* _Directions_
Read through the records below and copy each line that uses the word "failed".

* _Record set_

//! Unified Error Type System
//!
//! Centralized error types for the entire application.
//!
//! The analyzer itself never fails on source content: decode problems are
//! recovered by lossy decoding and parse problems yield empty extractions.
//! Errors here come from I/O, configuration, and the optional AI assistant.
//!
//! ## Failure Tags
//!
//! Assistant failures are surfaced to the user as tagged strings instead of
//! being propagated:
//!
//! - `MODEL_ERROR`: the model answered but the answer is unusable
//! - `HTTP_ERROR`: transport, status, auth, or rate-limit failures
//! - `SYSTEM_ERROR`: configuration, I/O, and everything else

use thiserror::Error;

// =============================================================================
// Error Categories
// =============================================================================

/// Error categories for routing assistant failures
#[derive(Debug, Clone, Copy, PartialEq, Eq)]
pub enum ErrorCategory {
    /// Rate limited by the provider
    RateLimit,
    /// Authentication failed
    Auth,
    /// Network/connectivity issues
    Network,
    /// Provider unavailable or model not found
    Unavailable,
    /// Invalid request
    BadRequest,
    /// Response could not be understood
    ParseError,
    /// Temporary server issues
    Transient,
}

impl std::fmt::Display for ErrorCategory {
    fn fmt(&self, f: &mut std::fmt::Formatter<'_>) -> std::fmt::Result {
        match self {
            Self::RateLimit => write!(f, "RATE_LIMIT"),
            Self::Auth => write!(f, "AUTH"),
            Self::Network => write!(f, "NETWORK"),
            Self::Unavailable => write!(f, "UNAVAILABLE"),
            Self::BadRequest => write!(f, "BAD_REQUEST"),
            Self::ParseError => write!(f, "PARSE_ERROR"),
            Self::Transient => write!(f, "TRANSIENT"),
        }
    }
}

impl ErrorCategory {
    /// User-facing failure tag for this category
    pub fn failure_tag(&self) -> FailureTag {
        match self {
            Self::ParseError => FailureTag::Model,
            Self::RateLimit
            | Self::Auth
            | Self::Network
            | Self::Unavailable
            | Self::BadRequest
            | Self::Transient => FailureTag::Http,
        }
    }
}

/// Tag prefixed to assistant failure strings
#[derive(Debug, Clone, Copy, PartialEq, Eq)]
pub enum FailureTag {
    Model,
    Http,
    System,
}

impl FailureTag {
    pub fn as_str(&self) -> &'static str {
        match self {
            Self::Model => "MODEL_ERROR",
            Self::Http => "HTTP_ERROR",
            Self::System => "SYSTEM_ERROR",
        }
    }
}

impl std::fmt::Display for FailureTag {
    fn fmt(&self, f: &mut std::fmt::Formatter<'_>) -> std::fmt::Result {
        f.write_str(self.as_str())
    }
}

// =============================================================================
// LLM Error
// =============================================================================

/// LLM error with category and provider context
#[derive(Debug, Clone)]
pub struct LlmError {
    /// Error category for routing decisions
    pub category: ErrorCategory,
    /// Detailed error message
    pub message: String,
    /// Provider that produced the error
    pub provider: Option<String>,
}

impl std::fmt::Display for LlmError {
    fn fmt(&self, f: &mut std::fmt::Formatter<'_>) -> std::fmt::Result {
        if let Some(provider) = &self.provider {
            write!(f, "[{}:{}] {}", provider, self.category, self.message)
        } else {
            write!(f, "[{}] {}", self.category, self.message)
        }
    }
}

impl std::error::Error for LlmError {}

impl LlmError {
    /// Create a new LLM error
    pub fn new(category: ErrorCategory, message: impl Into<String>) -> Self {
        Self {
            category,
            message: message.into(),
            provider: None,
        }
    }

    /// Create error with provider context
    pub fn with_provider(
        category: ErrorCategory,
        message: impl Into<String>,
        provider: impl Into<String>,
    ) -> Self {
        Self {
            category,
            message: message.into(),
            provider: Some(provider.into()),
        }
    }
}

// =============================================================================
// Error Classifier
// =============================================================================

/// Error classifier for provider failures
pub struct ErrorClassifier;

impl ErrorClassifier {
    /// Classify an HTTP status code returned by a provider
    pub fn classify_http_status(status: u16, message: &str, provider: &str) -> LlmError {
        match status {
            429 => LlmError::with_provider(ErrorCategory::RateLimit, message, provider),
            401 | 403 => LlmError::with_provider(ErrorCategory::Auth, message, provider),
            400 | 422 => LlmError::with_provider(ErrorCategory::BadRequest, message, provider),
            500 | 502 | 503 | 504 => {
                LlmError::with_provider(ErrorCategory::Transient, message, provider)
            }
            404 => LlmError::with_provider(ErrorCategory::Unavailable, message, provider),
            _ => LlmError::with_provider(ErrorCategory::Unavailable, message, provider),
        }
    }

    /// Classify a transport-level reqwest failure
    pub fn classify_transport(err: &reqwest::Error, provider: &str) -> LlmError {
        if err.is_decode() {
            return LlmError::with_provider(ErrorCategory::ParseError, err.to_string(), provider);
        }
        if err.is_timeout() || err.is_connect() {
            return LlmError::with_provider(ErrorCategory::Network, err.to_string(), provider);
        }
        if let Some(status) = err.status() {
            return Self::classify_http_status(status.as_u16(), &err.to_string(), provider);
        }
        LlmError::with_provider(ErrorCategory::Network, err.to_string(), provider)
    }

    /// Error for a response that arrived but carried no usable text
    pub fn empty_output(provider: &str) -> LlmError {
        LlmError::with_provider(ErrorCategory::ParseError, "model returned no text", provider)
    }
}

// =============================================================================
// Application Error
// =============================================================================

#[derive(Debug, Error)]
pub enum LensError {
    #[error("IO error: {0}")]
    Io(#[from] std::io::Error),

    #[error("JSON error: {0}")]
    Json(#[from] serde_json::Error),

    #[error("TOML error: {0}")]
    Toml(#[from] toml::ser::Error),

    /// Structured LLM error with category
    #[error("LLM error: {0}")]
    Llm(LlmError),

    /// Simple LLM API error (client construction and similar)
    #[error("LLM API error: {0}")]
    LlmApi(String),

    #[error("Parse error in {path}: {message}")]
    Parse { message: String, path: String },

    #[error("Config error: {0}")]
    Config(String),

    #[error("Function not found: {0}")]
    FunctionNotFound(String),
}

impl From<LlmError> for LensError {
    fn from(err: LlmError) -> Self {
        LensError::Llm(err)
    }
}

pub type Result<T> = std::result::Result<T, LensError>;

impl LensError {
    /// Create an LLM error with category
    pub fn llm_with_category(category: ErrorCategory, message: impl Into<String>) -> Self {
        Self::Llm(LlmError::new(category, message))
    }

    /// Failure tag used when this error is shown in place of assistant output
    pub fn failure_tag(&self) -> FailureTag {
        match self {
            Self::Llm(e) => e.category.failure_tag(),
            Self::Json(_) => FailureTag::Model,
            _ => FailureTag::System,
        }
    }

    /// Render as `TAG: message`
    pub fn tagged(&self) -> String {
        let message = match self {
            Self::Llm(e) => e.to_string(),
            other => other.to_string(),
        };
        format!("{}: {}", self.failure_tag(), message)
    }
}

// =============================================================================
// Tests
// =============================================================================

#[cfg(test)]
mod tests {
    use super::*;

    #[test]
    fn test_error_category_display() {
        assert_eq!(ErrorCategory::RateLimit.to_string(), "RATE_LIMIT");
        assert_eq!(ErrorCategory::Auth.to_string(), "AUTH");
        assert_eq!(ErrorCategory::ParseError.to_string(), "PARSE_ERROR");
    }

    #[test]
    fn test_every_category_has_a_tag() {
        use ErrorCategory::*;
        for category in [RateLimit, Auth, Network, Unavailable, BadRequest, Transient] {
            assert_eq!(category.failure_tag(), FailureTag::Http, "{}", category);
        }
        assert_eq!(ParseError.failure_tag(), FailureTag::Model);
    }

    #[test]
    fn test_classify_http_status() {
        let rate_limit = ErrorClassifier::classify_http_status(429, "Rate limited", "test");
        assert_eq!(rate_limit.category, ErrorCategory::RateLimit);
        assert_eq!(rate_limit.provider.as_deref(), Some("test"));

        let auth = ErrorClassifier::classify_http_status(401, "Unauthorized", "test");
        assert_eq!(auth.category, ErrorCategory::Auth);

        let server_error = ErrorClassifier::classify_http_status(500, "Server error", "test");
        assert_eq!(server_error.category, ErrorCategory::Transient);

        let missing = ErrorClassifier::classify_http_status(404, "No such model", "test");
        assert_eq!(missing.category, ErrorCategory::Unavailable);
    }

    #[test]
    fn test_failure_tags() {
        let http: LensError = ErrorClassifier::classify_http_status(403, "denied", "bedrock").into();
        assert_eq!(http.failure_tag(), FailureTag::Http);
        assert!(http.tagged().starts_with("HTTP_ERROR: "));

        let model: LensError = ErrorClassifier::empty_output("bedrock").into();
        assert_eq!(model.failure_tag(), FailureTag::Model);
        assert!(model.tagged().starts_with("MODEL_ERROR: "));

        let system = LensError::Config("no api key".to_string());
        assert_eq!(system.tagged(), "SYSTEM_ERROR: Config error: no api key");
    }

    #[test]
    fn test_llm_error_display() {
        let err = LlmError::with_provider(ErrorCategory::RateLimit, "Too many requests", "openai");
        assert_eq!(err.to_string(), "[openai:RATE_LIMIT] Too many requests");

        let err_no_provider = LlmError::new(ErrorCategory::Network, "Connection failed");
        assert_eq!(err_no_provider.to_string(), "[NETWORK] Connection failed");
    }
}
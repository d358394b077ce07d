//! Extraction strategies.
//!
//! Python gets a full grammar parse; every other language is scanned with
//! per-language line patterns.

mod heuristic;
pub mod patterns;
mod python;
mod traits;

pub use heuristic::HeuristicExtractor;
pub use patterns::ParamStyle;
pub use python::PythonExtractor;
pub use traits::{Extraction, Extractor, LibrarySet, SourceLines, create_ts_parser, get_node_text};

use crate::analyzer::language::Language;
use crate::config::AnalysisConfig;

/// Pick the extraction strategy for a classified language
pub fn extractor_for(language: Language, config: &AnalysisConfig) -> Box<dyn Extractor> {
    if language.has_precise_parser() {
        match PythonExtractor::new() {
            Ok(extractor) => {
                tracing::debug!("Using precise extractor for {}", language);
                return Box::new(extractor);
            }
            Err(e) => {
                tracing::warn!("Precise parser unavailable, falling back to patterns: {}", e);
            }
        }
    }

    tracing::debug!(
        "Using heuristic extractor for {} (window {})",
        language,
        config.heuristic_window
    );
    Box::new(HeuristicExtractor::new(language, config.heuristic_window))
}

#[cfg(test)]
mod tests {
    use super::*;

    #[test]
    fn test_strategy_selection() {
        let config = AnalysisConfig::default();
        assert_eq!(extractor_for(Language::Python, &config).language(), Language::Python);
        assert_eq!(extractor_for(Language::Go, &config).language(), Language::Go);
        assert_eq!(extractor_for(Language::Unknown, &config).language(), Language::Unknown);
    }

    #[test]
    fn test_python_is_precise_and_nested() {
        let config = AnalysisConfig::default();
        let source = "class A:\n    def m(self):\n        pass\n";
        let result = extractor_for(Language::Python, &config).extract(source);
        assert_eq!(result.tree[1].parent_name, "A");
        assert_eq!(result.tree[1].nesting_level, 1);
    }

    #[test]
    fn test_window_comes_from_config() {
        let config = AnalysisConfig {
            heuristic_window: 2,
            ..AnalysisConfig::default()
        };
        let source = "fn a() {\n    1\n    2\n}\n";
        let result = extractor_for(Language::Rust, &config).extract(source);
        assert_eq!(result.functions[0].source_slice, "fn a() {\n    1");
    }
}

* _Result of the exercise_
    /// Authentication failed
        let err_no_provider = LlmError::new(ErrorCategory::Network, "Connection failed");
        assert_eq!(err_no_provider.to_string(), "[NETWORK] Connection failed");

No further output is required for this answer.